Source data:
//! # Multiboot2 Boot Information
//!
//! The loader leaves a tag list in memory and its address in `ebx`:
//!
//! ```text
//! ┌────────────┬──────────┐
//! │ total_size │ reserved │  u32, u32
//! ├────────────┴──────────┤
//! │ tag (type, size, …)   │  8-byte aligned
//! │ tag …                 │
//! │ end tag (type 0)      │
//! └───────────────────────┘
//! ```
//!
//! Only the memory-map tag is of interest. Its entries are copied into a
//! fixed buffer, because the loader's memory is not reserved and nothing
//! can be allocated yet.

use kernel_info::boot::{MULTIBOOT2_TAG_END, MULTIBOOT2_TAG_MEMORY_MAP, MemoryKind, MemoryMapEntry};
use thiserror::Error;

/// Entries beyond this are dropped with a warning.
pub const MAX_MEMORY_MAP_ENTRIES: usize = 64;

const INFO_HEADER_SIZE: usize = 8;
const TAG_HEADER_SIZE: usize = 8;
const MEMORY_MAP_HEADER_SIZE: usize = 16;
const TAG_ALIGN: usize = 8;

#[derive(Debug, Copy, Clone, Eq, PartialEq, Error)]
pub enum MultibootError {
    #[error("boot information is truncated at offset {0}")]
    Truncated(usize),
    #[error("boot information has no memory map")]
    NoMemoryMap,
    #[error("memory map entries of {0} bytes are not supported")]
    EntrySize(u32),
}

/// The memory map, copied out of the boot information.
#[derive(Debug, Clone)]
pub struct MemoryMap {
    entries: [MemoryMapEntry; MAX_MEMORY_MAP_ENTRIES],
    len: usize,
}

fn read_u32(bytes: &[u8], at: usize) -> Result<u32, MultibootError> {
    bytes
        .get(at..at + 4)
        .and_then(|b| b.try_into().ok())
        .map(u32::from_le_bytes)
        .ok_or(MultibootError::Truncated(at))
}

fn read_u64(bytes: &[u8], at: usize) -> Result<u64, MultibootError> {
    bytes
        .get(at..at + 8)
        .and_then(|b| b.try_into().ok())
        .map(u64::from_le_bytes)
        .ok_or(MultibootError::Truncated(at))
}

impl MemoryMap {
    /// Read the memory map from the boot information at `info`.
    ///
    /// # Safety
    /// `info` must point to a Multiboot2 boot information structure that
    /// stays intact for the duration of the call.
    ///
    /// # Errors
    /// See [`parse`](Self::parse).
    pub unsafe fn from_info(info: *const u8) -> Result<Self, MultibootError> {
        let total_size = unsafe { info.cast::<u32>().read_unaligned() };
        let bytes = unsafe { core::slice::from_raw_parts(info, total_size as usize) };
        Self::parse(bytes)
    }

    /// Copy the memory-map tag out of a boot information structure.
    ///
    /// # Errors
    /// [`MultibootError::Truncated`] if a tag runs past the end of `bytes`,
    /// [`MultibootError::NoMemoryMap`] if the end tag comes first, and
    /// [`MultibootError::EntrySize`] for entries smaller than
    /// [`MemoryMapEntry`].
    pub fn parse(bytes: &[u8]) -> Result<Self, MultibootError> {
        let total_size = (read_u32(bytes, 0)? as usize).min(bytes.len());
        let bytes = &bytes[..total_size];

        let mut offset = INFO_HEADER_SIZE;
        loop {
            let kind = read_u32(bytes, offset)?;
            let size = read_u32(bytes, offset + 4)? as usize;
            if kind == MULTIBOOT2_TAG_END {
                return Err(MultibootError::NoMemoryMap);
            }
            if size < TAG_HEADER_SIZE || offset + size > bytes.len() {
                return Err(MultibootError::Truncated(offset));
            }
            if kind == MULTIBOOT2_TAG_MEMORY_MAP {
                return Self::parse_tag(&bytes[offset..offset + size]);
            }
            offset += size.next_multiple_of(TAG_ALIGN);
        }
    }

    fn parse_tag(tag: &[u8]) -> Result<Self, MultibootError> {
        let entry_size = read_u32(tag, 8)?;
        if (entry_size as usize) < size_of::<MemoryMapEntry>() {
            return Err(MultibootError::EntrySize(entry_size));
        }

        let mut map = Self {
            entries: [MemoryMapEntry::new(0, 0, MemoryKind::Reserved); MAX_MEMORY_MAP_ENTRIES],
            len: 0,
        };
        let available = tag.len().saturating_sub(MEMORY_MAP_HEADER_SIZE);
        let count = available / entry_size as usize;
        for i in 0..count {
            let at = MEMORY_MAP_HEADER_SIZE + i * entry_size as usize;
            if map.len == MAX_MEMORY_MAP_ENTRIES {
                log::warn!("memory map has {count} entries, ignoring all past {MAX_MEMORY_MAP_ENTRIES}");
                break;
            }
            map.entries[map.len] = MemoryMapEntry {
                address: read_u64(tag, at)?,
                length: read_u64(tag, at + 8)?,
                kind: read_u32(tag, at + 16)?,
                reserved: 0,
            };
            map.len += 1;
        }
        Ok(map)
    }

    #[must_use]
    pub fn entries(&self) -> &[MemoryMapEntry] {
        &self.entries[..self.len]
    }

    pub fn log(&self) {
        for entry in self.entries() {
            log::debug!(
                "memory map: [{:#011x}, {:#011x}) {:?}",
                entry.address,
                entry.end(),
                entry.kind()
            );
        }
    }
}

▶ **WHAT IS EXPECTED**
From the first line to the last, transcribe the data exactly.

▶ **ANSWER SECTION**
//! # Multiboot2 Boot Information
//!
//! The loader leaves a tag list in memory and its address in `ebx`:
//!
//! ```text
//! ┌────────────┬──────────┐
//! │ total_size │ reserved │  u32, u32
//! ├────────────┴──────────┤
//! │ tag (type, size, …)   │  8-byte aligned
//! │ tag …                 │
//! │ end tag (type 0)      │
//! └───────────────────────┘
//! ```
//!
//! Only the memory-map tag is of interest. Its entries are copied into a
//! fixed buffer, because the loader's memory is not reserved and nothing
//! can be allocated yet.

use kernel_info::boot::{MULTIBOOT2_TAG_END, MULTIBOOT2_TAG_MEMORY_MAP, MemoryKind, MemoryMapEntry};
use thiserror::Error;

/// Entries beyond this are dropped with a warning.
pub const MAX_MEMORY_MAP_ENTRIES: usize = 64;

const INFO_HEADER_SIZE: usize = 8;
const TAG_HEADER_SIZE: usize = 8;
const MEMORY_MAP_HEADER_SIZE: usize = 16;
const TAG_ALIGN: usize = 8;

#[derive(Debug, Copy, Clone, Eq, PartialEq, Error)]
pub enum MultibootError {
    #[error("boot information is truncated at offset {0}")]
    Truncated(usize),
    #[error("boot information has no memory map")]
    NoMemoryMap,
    #[error("memory map entries of {0} bytes are not supported")]
    EntrySize(u32),
}

/// The memory map, copied out of the boot information.
#[derive(Debug, Clone)]
pub struct MemoryMap {
    entries: [MemoryMapEntry; MAX_MEMORY_MAP_ENTRIES],
    len: usize,
}

fn read_u32(bytes: &[u8], at: usize) -> Result<u32, MultibootError> {
    bytes
        .get(at..at + 4)
        .and_then(|b| b.try_into().ok())
        .map(u32::from_le_bytes)
        .ok_or(MultibootError::Truncated(at))
}

fn read_u64(bytes: &[u8], at: usize) -> Result<u64, MultibootError> {
    bytes
        .get(at..at + 8)
        .and_then(|b| b.try_into().ok())
        .map(u64::from_le_bytes)
        .ok_or(MultibootError::Truncated(at))
}

impl MemoryMap {
    /// Read the memory map from the boot information at `info`.
    ///
    /// # Safety
    /// `info` must point to a Multiboot2 boot information structure that
    /// stays intact for the duration of the call.
    ///
    /// # Errors
    /// See [`parse`](Self::parse).
    pub unsafe fn from_info(info: *const u8) -> Result<Self, MultibootError> {
        let total_size = unsafe { info.cast::<u32>().read_unaligned() };
        let bytes = unsafe { core::slice::from_raw_parts(info, total_size as usize) };
        Self::parse(bytes)
    }

    /// Copy the memory-map tag out of a boot information structure.
    ///
    /// # Errors
    /// [`MultibootError::Truncated`] if a tag runs past the end of `bytes`,
    /// [`MultibootError::NoMemoryMap`] if the end tag comes first, and
    /// [`MultibootError::EntrySize`] for entries smaller than
    /// [`MemoryMapEntry`].
    pub fn parse(bytes: &[u8]) -> Result<Self, MultibootError> {
        let total_size = (read_u32(bytes, 0)? as usize).min(bytes.len());
        let bytes = &bytes[..total_size];

        let mut offset = INFO_HEADER_SIZE;
        loop {
            let kind = read_u32(bytes, offset)?;
            let size = read_u32(bytes, offset + 4)? as usize;
            if kind == MULTIBOOT2_TAG_END {
                return Err(MultibootError::NoMemoryMap);
            }
            if size < TAG_HEADER_SIZE || offset + size > bytes.len() {
                return Err(MultibootError::Truncated(offset));
            }
            if kind == MULTIBOOT2_TAG_MEMORY_MAP {
                return Self::parse_tag(&bytes[offset..offset + size]);
            }
            offset += size.next_multiple_of(TAG_ALIGN);
        }
    }

    fn parse_tag(tag: &[u8]) -> Result<Self, MultibootError> {
        let entry_size = read_u32(tag, 8)?;
        if (entry_size as usize) < size_of::<MemoryMapEntry>() {
            return Err(MultibootError::EntrySize(entry_size));
        }

        let mut map = Self {
            entries: [MemoryMapEntry::new(0, 0, MemoryKind::Reserved); MAX_MEMORY_MAP_ENTRIES],
            len: 0,
        };
        let available = tag.len().saturating_sub(MEMORY_MAP_HEADER_SIZE);
        let count = available / entry_size as usize;
        for i in 0..count {
            let at = MEMORY_MAP_HEADER_SIZE + i * entry_size as usize;
            if map.len == MAX_MEMORY_MAP_ENTRIES {
                log::warn!("memory map has {count} entries, ignoring all past {MAX_MEMORY_MAP_ENTRIES}");
                break;
            }
            map.entries[map.len] = MemoryMapEntry {
                address: read_u64(tag, at)?,
                length: read_u64(tag, at + 8)?,
                kind: read_u32(tag, at + 16)?,
                reserved: 0,
            };
            map.len += 1;
        }
        Ok(map)
    }

    #[must_use]
    pub fn entries(&self) -> &[MemoryMapEntry] {
        &self.entries[..self.len]
    }

    pub fn log(&self) {
        for entry in self.entries() {
            log::debug!(
                "memory map: [{:#011x}, {:#011x}) {:?}",
                entry.address,
                entry.end(),
                entry.kind()
            );
        }
    }
}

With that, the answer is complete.